Image analysis of acute lymphoblastic leukemia and non-leukemia cells. Data source: https://www.kaggle.com/datasets/andrewmvd/leukemia-classification
White blood cell images, even with staining, can be very similar and difficult to tell apart. I attempted to create an image classification model to identify images of cancerous versus non-cancerous white blood cells. The dataset contains cells from patients with acute lymphoblastic leukemia where two-thirds of the training images have been identified as cancerous.
The program takes in images (downloaded, and in the same folder as the code being run) that are sorted into folders but not labeled. The input folders are training, test, and validation data, but the program also takes a subsection of the training data for validation.
My solution uses pytorch, tensor, and imagenet. I generated the base code using Smith College's Open AI GPT-5-mini.
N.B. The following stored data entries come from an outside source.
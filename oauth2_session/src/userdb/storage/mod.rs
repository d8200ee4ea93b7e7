mod sqlite;
mod store_type;

pub(crate) use sqlite::create_tables_sqlite;
pub(crate) use store_type::UserStore;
I attempted to train the model using 8 epochs, but it had only completed 4 epoches after 24 hours. I was still able to run the later code since the information on the latest iteration of the model is stored as a separate document. The model would have benefitted from further iterations. Ideally I would be able to upload the model, but it is unfortunately too large for GitHub and I do not want to involve GitLFS.
os, csv, random, numpy, PIL/pillow, tqdm, torch, torch.nn, torchvision, scikit learn/sklearn, pandas, pyplot, glob, zipfile, Path
Unfortunately, there are too many files for GitHub to happily deal with the images. The dataset can be downloaded at the kaggle link above or with the following code once kaggle and API keys are set up.
import kagglehub
#Download latest version
path = kagglehub.dataset_download("andrewmvd/leukemia-classification")
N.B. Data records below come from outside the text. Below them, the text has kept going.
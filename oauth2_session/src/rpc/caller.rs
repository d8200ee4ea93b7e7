use std::future::Future;
use std::time::Duration;

use sqlx::SqlitePool;

use crate::config::IS_PRODUCTION;
use crate::session::{AuthState, Session};
use crate::storage::data_store_pool;
use crate::userdb::User;

use super::config::RPC_ARTIFICIAL_DELAY_MS;
use super::errors::ProcedureError;

/// Identity a request resolved to, memoized once per request and handed to
/// every procedure invoked while serving it.
#[derive(Clone, Debug, Default)]
pub struct Auth {
    pub user: Option<User>,
    pub session: Option<Session>,
}

impl Auth {
    pub fn is_authenticated(&self) -> bool {
        self.user.is_some()
    }
}

impl From<AuthState> for Auth {
    fn from(state: AuthState) -> Self {
        Self {
            user: state.user,
            session: state.session,
        }
    }
}

/// Context handed to public procedures; identity may be absent.
#[derive(Clone, Debug)]
pub struct Context {
    pub auth: Auth,
    pub db: SqlitePool,
}

/// Context handed to protected procedures; identity is guaranteed present.
#[derive(Clone, Debug)]
pub struct ProtectedContext {
    pub user: User,
    pub session: Session,
    pub db: SqlitePool,
}

/// Invoke a procedure that tolerates anonymous callers.
pub async fn call_public<F, Fut, T>(auth: Auth, procedure: F) -> Result<T, ProcedureError>
where
    F: FnOnce(Context) -> Fut,
    Fut: Future<Output = Result<T, ProcedureError>>,
{
    let context = Context {
        auth,
        db: data_store_pool(),
    };
    invoke(context, procedure).await
}

/// Invoke a procedure that requires an authenticated caller.
///
/// The capability check runs before invocation, so a rejected call never
/// touches the database.
pub async fn call_protected<F, Fut, T>(auth: Auth, procedure: F) -> Result<T, ProcedureError>
where
    F: FnOnce(ProtectedContext) -> Fut,
    Fut: Future<Output = Result<T, ProcedureError>>,
{
    let (Some(user), Some(session)) = (auth.user, auth.session) else {
        return Err(ProcedureError::unauthorized());
    };

    let context = ProtectedContext {
        user,
        session,
        db: data_store_pool(),
    };
    invoke(context, procedure).await
}

/// Shared dispatch core for both caller variants.
async fn invoke<C, F, Fut, T>(context: C, procedure: F) -> Result<T, ProcedureError>
where
    F: FnOnce(C) -> Fut,
    Fut: Future<Output = Result<T, ProcedureError>>,
{
    artificial_delay().await;
    procedure(context).await
}

/// Development-only pause to make loading states visible in the UI.
async fn artificial_delay() {
    if *IS_PRODUCTION {
        return;
    }
    let ms = *RPC_ARTIFICIAL_DELAY_MS;
    if ms > 0 {
        tokio::time::sleep(Duration::from_millis(ms)).await;
    }
}
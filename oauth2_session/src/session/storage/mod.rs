mod sqlite;
mod store_type;

pub(crate) use store_type::SessionStore;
print("Path to dataset files:", path)
Code source: kaggle website
leukemiaGPT1.ipynb is the main file. Each block can be run sequentially from the top. The Train Head block can be interrupted if taking too long and a model will still be created as long as one epoch is complete. The Fine-Tune block can be skipped if needed for time. If using the default model, training blocks and training helpers can be skipped as the next step is loading back in the "best" model. *Update: the default model is too large to be uploaded to github. Instead, I would recommend starting this code in the background and doing other activities for a day or so. Even with parameters decreased, it requires a long runtime on cpu and I was unable to test it on gpu.
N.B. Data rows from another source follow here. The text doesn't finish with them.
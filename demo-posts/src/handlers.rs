use axum::{
    Extension, Json,
    extract::Path,
    http::StatusCode,
    response::{IntoResponse, Redirect, Response},
};
use serde::Deserialize;
use serde_json::json;

use oauth2_session::{Auth, ErrorCode, ProcedureError, call_protected, call_public};
use oauth2_session_axum::AUTH_ROUTE_PREFIX;

use crate::posts;

#[derive(Deserialize)]
pub(crate) struct CreatePostInput {
    title: String,
    body: Option<String>,
}

pub(crate) async fn index(Extension(auth): Extension<Auth>) -> Json<serde_json::Value> {
    let user = auth.user.map(|u| json!({"id": u.id, "name": u.name}));
    Json(json!({
        "user": user,
        "login": format!("{}/github", AUTH_ROUTE_PREFIX.as_str()),
    }))
}

pub(crate) async fn list_posts(Extension(auth): Extension<Auth>) -> Response {
    let result = call_public(auth, |ctx| async move {
        let posts = posts::list_posts(&ctx.db).await?;
        Ok(Json(posts))
    })
    .await;

    procedure_response(result)
}

pub(crate) async fn post_by_id(
    Extension(auth): Extension<Auth>,
    Path(id): Path<i64>,
) -> Response {
    let result = call_public(auth, |ctx| async move {
        let post = posts::get_post(&ctx.db, id)
            .await?
            .ok_or_else(|| ProcedureError::not_found(format!("No post with id {id}")))?;
        Ok(Json(post))
    })
    .await;

    procedure_response(result)
}

pub(crate) async fn create_post(
    Extension(auth): Extension<Auth>,
    Json(input): Json<CreatePostInput>,
) -> Response {
    let result = call_protected(auth, |ctx| async move {
        let id = posts::create_post(&ctx.db, &input.title, input.body.as_deref(), &ctx.user.id)
            .await?;
        Ok(Json(json!({"id": id})))
    })
    .await;

    procedure_response(result)
}

pub(crate) async fn delete_post(
    Extension(auth): Extension<Auth>,
    Path(id): Path<i64>,
) -> Response {
    let result = call_protected(auth, |ctx| async move {
        let deleted = posts::delete_post_for_user(&ctx.db, id, &ctx.user.id).await?;
        if !deleted {
            return Err(ProcedureError::not_found(format!("No post with id {id}")));
        }
        Ok(Json(json!({"deleted": id})))
    })
    .await;

    procedure_response(result)
}

/// Map a procedure outcome onto an HTTP response. Navigation signals become
/// their routing action; coded errors become a JSON error body.
fn procedure_response<T: IntoResponse>(result: Result<T, ProcedureError>) -> Response {
    match result {
        Ok(value) => value.into_response(),
        Err(ProcedureError::Redirect(target)) => Redirect::to(&target).into_response(),
        Err(ProcedureError::PageNotFound) => {
            (StatusCode::NOT_FOUND, "Not found").into_response()
        }
        Err(ProcedureError::Rpc { code, message }) => {
            let status = match code {
                ErrorCode::BadRequest => StatusCode::BAD_REQUEST,
                ErrorCode::Unauthorized => StatusCode::UNAUTHORIZED,
                ErrorCode::NotFound => StatusCode::NOT_FOUND,
                ErrorCode::InternalServerError => StatusCode::INTERNAL_SERVER_ERROR,
            };
            (
                status,
                Json(json!({"code": code.as_str(), "message": message})),
            )
                .into_response()
        }
    }
}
All files should be in the same folder. leukemiaGPT1.py is the original file that I used to generate the model. The constants have since been modified and other steps added, but the setup is basically the same. leukemia-classification is the folder containing all of the images (as well as the labels for the validation set). Images are all .bmp but the program is also set up to handle .png .jpg .jpeg .tif and .tiff files. Image organization:
- C-NMC-Leukemia
- testing_data
- C-NMC_test_final_phase_data
- training_data
- fold_0
- all
- hem
- fold_1
- all
- hem
- fold_2
- all
- hem
- fold_0
- validation_data
- C-NMC_test_prelim_phase_data
- C-NMC_test_prelim_phase_data_labels.csv
- testing_data
The program creates a folder called output_pytorch. This contains representations of the models created saved as files best_resnet50.pth and resnet50_final.pth. It also creates predictions_testing_with_gt.csv (which does not actually use ground_truth due to lack of labels but is the modified version of) predictions_testing.csv, predictions_validation_with_gt.csv, and predictions_validation.csv, which are human-readable.
This needs a lot more work before it can even remotely be considered for medical use. Do not use as medical advice. The creator may be a medical doctor eventually but is not at the time of creating this.